The Mandymoorian (Whiney G. Weingarten), Sunday, 3 May 2020 02:54 (six years ago)

definitely going to make use of --ignore-rev from now on but it'll be a pain to set that up for every giant squash merge.

squash mergers being fucking savages is the only programming hill i'm willing to die on

diamonddave85​​ (diamonddave85), Sunday, 3 May 2020 16:42 (six years ago)

sorry whiney but you have to turn in your cool badge at the security desk now, prepare to be bullied, NERD

j., Sunday, 3 May 2020 18:50 (six years ago)

breh if i'm working on a giant project i'm definitely squash merging my fuckton of commits into 1 for the sake of keeping the master branch clean

RYMsnitch, Sunday, 3 May 2020 19:52 (six years ago)

smh if you aren’t interactively rebasing your feature branches into a glittering necklace of logical and well-described commits.

silby, Sunday, 3 May 2020 19:59 (six years ago)

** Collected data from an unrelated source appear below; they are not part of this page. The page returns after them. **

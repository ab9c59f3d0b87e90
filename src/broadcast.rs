//! Subscriber registry and the periodic stats broadcast loop.
//!
//! The loop is lazy: spawned when the first subscriber registers, and it
//! winds itself down once it observes an empty registry. At most one loop
//! task exists at any time; `running` is only ever cleared by the loop
//! itself, under the same lock `register` takes, so a registration racing a
//! wind-down either sees the loop still running or starts a fresh one.

use std::collections::HashMap;
use std::sync::atomic::{AtomicU64, Ordering};
use std::sync::Arc;
use std::time::Duration;

use axum::extract::ws::Message;
use tokio::sync::mpsc::UnboundedSender;
use tokio::sync::Mutex;
use tokio::task::JoinHandle;
use tokio::time::sleep;
use tracing::{debug, warn};

use crate::metrics::collect_stats;
use crate::state::SharedSystem;
use crate::types::StreamMessage;

/// Rest between cycles, measured from end of one to start of the next.
pub const BROADCAST_PERIOD: Duration = Duration::from_millis(1000);

pub type SubscriberTx = UnboundedSender<Message>;

struct Registry {
    subscribers: HashMap<u64, SubscriberTx>,
    running: bool,
    task: Option<JoinHandle<()>>,
}

pub struct Broadcaster {
    registry: Mutex<Registry>,
    next_id: AtomicU64,
    sys: SharedSystem,
}

impl Broadcaster {
    pub fn new(sys: SharedSystem) -> Self {
        Self {
            registry: Mutex::new(Registry {
                subscribers: HashMap::new(),
                running: false,
                task: None,
            }),
            next_id: AtomicU64::new(1),
            sys,
        }
    }

    /// Add a subscriber; starts the broadcast loop if it is not running.
    /// Returns the id to pass back to [`unregister`](Self::unregister).
    pub async fn register(self: &Arc<Self>, tx: SubscriberTx) -> u64 {
        let id = self.next_id.fetch_add(1, Ordering::Relaxed);
        let mut reg = self.registry.lock().await;
        reg.subscribers.insert(id, tx);
        debug!(id, total = reg.subscribers.len(), "subscriber registered");
        if !reg.running {
            reg.running = true;
            reg.task = Some(tokio::spawn(Arc::clone(self).run()));
        }
        id
    }

    /// Remove a subscriber. A no-op if the loop already pruned it.
    pub async fn unregister(&self, id: u64) {
        let mut reg = self.registry.lock().await;
        if reg.subscribers.remove(&id).is_some() {
            debug!(id, total = reg.subscribers.len(), "subscriber unregistered");
        }
        // The loop notices emptiness on its next pass and stops itself.
    }

    pub async fn is_running(&self) -> bool {
        self.registry.lock().await.running
    }

    pub async fn subscriber_count(&self) -> usize {
        self.registry.lock().await.subscribers.len()
    }

    /// Stop the loop and drop all subscribers. Used at process shutdown so
    /// the task can be joined instead of orphaned.
    pub async fn shutdown(&self) {
        let task = {
            let mut reg = self.registry.lock().await;
            reg.subscribers.clear();
            reg.running = false;
            reg.task.take()
        };
        if let Some(task) = task {
            task.abort();
            let _ = task.await;
        }
        debug!("broadcaster shut down");
    }

    async fn run(self: Arc<Self>) {
        debug!("broadcast loop started");
        loop {
            {
                let mut reg = self.registry.lock().await;
                if reg.subscribers.is_empty() {
                    reg.running = false;
                    reg.task = None;
                    break;
                }
            }
            if let Err(e) = self.cycle().await {
                warn!(error = %e, "broadcast cycle failed; retrying next period");
            }
            sleep(BROADCAST_PERIOD).await;
        }
        debug!("broadcast loop stopped");
    }

    /// One cycle: sample, serialize once, deliver to every subscriber, prune
    /// the ones whose session ended mid-flight.
    async fn cycle(&self) -> anyhow::Result<()> {
        let stats = collect_stats(&self.sys).await;
        let json = serde_json::to_string(&StreamMessage::stats(stats))?;

        let targets: Vec<(u64, SubscriberTx)> = {
            let reg = self.registry.lock().await;
            reg.subscribers
                .iter()
                .map(|(id, tx)| (*id, tx.clone()))
                .collect()
        };

        let mut dropped = Vec::new();
        for (id, tx) in targets {
            if tx.send(Message::Text(json.clone())).is_err() {
                dropped.push(id);
            }
        }

        if !dropped.is_empty() {
            let mut reg = self.registry.lock().await;
            for id in &dropped {
                reg.subscribers.remove(id);
            }
            debug!(
                pruned = dropped.len(),
                total = reg.subscribers.len(),
                "pruned dead subscribers"
            );
        }
        Ok(())
    }
}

sorry whiney but you have to turn in your cool badge at the security desk now, prepare to be bullied, NERD

― j., Sunday, May 3, 2020 2:50 PM (two hours ago) bookmarkflaglink

going from "geek" to "nerd" will be a difficult transition but not an impossible one

The Mandymoorian (Whiney G. Weingarten), Sunday, 3 May 2020 21:43 (six years ago)

It's been fun meeting people who have no idea what noise music is!

The Mandymoorian (Whiney G. Weingarten), Sunday, 3 May 2020 21:45 (six years ago)

silby otm.

Just you wait, Whiney.

My Chess Hustler (James Redd and the Blecchs), Sunday, 3 May 2020 23:06 (six years ago)

having a true commit history is infinitely more useful than having a clean master branch. also you should be doing what silby said

diamonddave85​​ (diamonddave85), Sunday, 3 May 2020 23:27 (six years ago)

always said i'd leave ilx after stet adds inline manscaped adds

Morton Koopa Jr. Sings Elvis (Sufjan Grafton), Monday, 4 May 2020 00:56 (six years ago)

Congratulations whiney!

treeship., Monday, 4 May 2020 02:24 (six years ago)

I did ReactJS!

Welcome fellow ReactJS dev!

cherry blossom, Monday, 4 May 2020 06:20 (six years ago)

"I did ReactJS!"

How is the 40 hour course on Udemy, anyone know?